Ivan Suarez Castellanos was born in Bogota, Colombia. He received his B.Sc. degree in biomedical engineering and M.Sc. degree in electrical engineering from the George Washington University in Washington, DC (United States) in 2010 and 2012, respectively. He earned his Ph.D. degree from the Department of Biomedical Engineering at George Washington University in 2017 for his work exploring the biological and biophysical dynamics involved in the stimulation of insulin release from pancreatic beta cells using therapeutic levels of ultrasound in the context of a novel treatment for type 2 diabetes.

He joined LabTAU - INSERM U1032 as a postdoc immediately after finishing his Ph.D. in the summer of 2017 to join a project aimed at studying, understanding and describing the spatiotemporal mechanisms involved in ultrasound neurostimulation. Additionally, he is also working on a project seeking to develop a dual-mode capacitive micromachined ultrasound transducer (CMUT) medical device for ultrasound-guided HIFU ablations in the context of endocavitary focal therapy of localized prostate cancer. He is now a permanent research associate at LabTAU – INSERM U1032 in Lyon, France.

 

Tommaso Di Ianni, Ph.D.

Assistant Professor
Department of Psychiatry and Behavioral Sciences
Department of Radiology and Biomedical Imaging (joint)
Director, Basic Ultrasound Research Program
University of California, San Francisco
Web: https://diiannilab.ucsf.edu
Twitter: @diianni_t

Lecture Title: "Ultrasound array design for high-throughput neuromodulation in freely behaving rats"

Tommaso Di Ianni, PhD is an Assistant Professor at the University of California, San Francisco in the Department of Psychiatry and Behavioral Sciences, with a joint appointment in the Department of Radiology and Biomedical Imaging. He is the Director of the UCSF Basic Ultrasound Research Program. Dr. Di Ianni completed postdoctoral training at Stanford University specializing in ultrasound neuromodulation, functional neuroimaging, and image-guided targeted drug delivery. He received a PhD in biomedical engineering from the Technical University of Denmark and an MSc degree (summa cum laude) in electrical engineering from the University of Bologna, Italy.
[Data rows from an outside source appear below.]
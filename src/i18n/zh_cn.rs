// ============================================================================
// Konnyaku - 简体中文翻译表
// ============================================================================
//
// 文件: src/i18n/zh_cn.rs
// 职责: 简体中文翻译字符串
// 边界:
//   - ✅ 简体中文翻译字符串定义
//   - ❌ 不应包含翻译逻辑
//   - ❌ 不应包含其他语言翻译
//
// ============================================================================

use super::tree::LocaleNode::{self, Branch, Leaf};

/// 简体中文翻译表
pub static TRANSLATIONS: LocaleNode = Branch(&[
    (
        "settings",
        Branch(&[
            ("title", Leaf("Konnyaku 设置")),
            (
                "apiKey",
                Branch(&[
                    ("label", Leaf("Gemini API 密钥")),
                    ("placeholder", Leaf("输入您的 Gemini API 密钥")),
                    ("help", Leaf("从这里获取您的 API 密钥")),
                    ("helpLink", Leaf("Google AI Studio")),
                    ("invalidFormat", Leaf("这看起来不像 Gemini API 密钥（应为 \"AIza\" 开头加上 35 个字符）")),
                ]),
            ),
            (
                "targetLanguage",
                Branch(&[
                    ("label", Leaf("当前目标语言")),
                    ("help", Leaf("在翻译文本时，可在翻译弹出窗口中更改目标语言")),
                ]),
            ),
            (
                "preferredLanguages",
                Branch(&[
                    ("label", Leaf("首选语言")),
                    ("help", Leaf("选择您想在翻译弹出窗口下拉菜单中看到的语言")),
                    ("all", Leaf("所有语言")),
                ]),
            ),
            (
                "uiLanguage",
                Branch(&[
                    ("label", Leaf("界面语言")),
                    ("auto", Leaf("跟随系统（{locale}）")),
                ]),
            ),
            ("saveButton", Leaf("保存设置")),
            ("saveSuccess", Leaf("设置已成功保存！")),
            ("saveError", Leaf("保存设置失败")),
            ("notSet", Leaf("未设置")),
        ]),
    ),
    (
        "languages",
        Branch(&[
            ("zh-TW", Leaf("繁体中文")),
            ("zh-CN", Leaf("简体中文")),
            ("ja", Leaf("日文")),
            ("ko", Leaf("韩文")),
            ("en", Leaf("英文")),
            ("es", Leaf("西班牙文")),
            ("fr", Leaf("法文")),
            ("de", Leaf("德文")),
            ("it", Leaf("意大利文")),
            ("pt", Leaf("葡萄牙文")),
            ("ru", Leaf("俄文")),
            ("ar", Leaf("阿拉伯文")),
            ("hi", Leaf("印地文")),
            ("th", Leaf("泰文")),
            ("vi", Leaf("越南文")),
        ]),
    ),
    ("translating", Leaf("翻译中...")),
    ("error", Leaf("错误：")),
    ("failedToTranslate", Leaf("翻译失败")),
    ("playAudio", Leaf("播放音频")),
    ("audioGenerationFailed", Leaf("音频生成失败")),
    ("audioPlaybackFailed", Leaf("音频播放失败")),
    (
        "errors",
        Branch(&[
            ("emptyText", Leaf("请提供有效的文本")),
            ("textTooLong", Leaf("文本过长（{length} 个字符，上限 {max}），请选择较短的内容")),
            ("missingApiKey", Leaf("请先在设置中配置 API 密钥")),
            ("invalidApiKey", Leaf("API 密钥无效或已过期")),
            ("forbidden", Leaf("API 密钥没有权限访问此服务")),
            ("rateLimited", Leaf("请求过于频繁，请稍后再试")),
            ("serviceUnavailable", Leaf("翻译服务暂时无法使用，请稍后再试")),
            ("unknown", Leaf("发生未知错误")),
            ("network", Leaf("无法连接到翻译服务，请检查网络连接")),
            ("invalidResponse", Leaf("翻译服务响应格式错误")),
            ("unknownAction", Leaf("未知的操作")),
            ("apiError", Leaf("API 错误（{status}）：{message}")),
        ]),
    ),
    (
        "cli",
        Branch(&[
            (
                "config",
                Branch(&[
                    ("path", Leaf("设置文件：{path}")),
                    ("cleared", Leaf("已清除所有设置")),
                    ("nothingToSave", Leaf("未提供任何设置，无需保存")),
                    ("unsupportedTarget", Leaf("不支持的目标语言：{code}")),
                    ("unsupportedUiLanguage", Leaf("不支持的界面语言：{code}（支持：{supported}）")),
                    ("loadFailed", Leaf("加载设置失败：{error}")),
                ]),
            ),
            (
                "languages",
                Branch(&[
                    ("header", Leaf("翻译语言")),
                    ("current", Leaf("当前目标语言")),
                ]),
            ),
            (
                "locale",
                Branch(&[
                    ("reported", Leaf("系统语言环境：{locale}")),
                    ("persisted", Leaf("已保存的界面语言：{locale}")),
                    ("detected", Leaf("界面语言：{locale}")),
                    ("missing", Leaf("找不到“{key}”的翻译")),
                    ("stats", Leaf("路径缓存：{paths}，翻译缓存：{entries}/{max}，命中：{hits}，未命中：{misses}")),
                ]),
            ),
            ("translate", Branch(&[("target", Leaf("目标语言：{language}"))])),
            (
                "serve",
                Branch(&[
                    ("ready", Leaf("正在等待标准输入的请求")),
                    ("stopped", Leaf("输入已关闭，共处理 {count} 个请求")),
                ]),
            ),
        ]),
    ),
]);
Research in the Di Ianni Lab focuses on developing cutting-edge systems and technologies for noninvasive ultrasonic neurointervention and functional ultrasound imaging.

Huiliang (Evan) Wang, Ph.D.

Assistant Professor, Biomedical Engineering
The University of Texas at Austin | https://wanggroup.bme.utexas.edu/

Lecture Title: "Ultrasound-triggered liposome nanoparticles for non-invasive deep brain optogenetics"

Dr. Huiliang Wang is an Assistant Professor at the department of Biomedical Engineering at University of Texas at Austin. His research area is on the design of functional nanomaterials, proteins and electronic devices for neural interface engineering. Dr. Wang did his undergraduate degree in Materials Science at University of Oxford and his PhD in Materials Science and Engineering at Stanford University, with Prof Zhenan Bao. After PhD, he continued his postdoctoral research at Stanford bioengineering, with Prof Karl Deisseroth. Since he started his independent career at University of Texas at Austin, he has won several awards, including NSF CAREER Award, NIH R35 Maximizing Investigators’ Research Award (MIRA), Young Investigator Award from Controlled Release Society Gene Delivery and Gene Editing Focus Group, and MIT Technology Review 35 Innovators under 35 (China).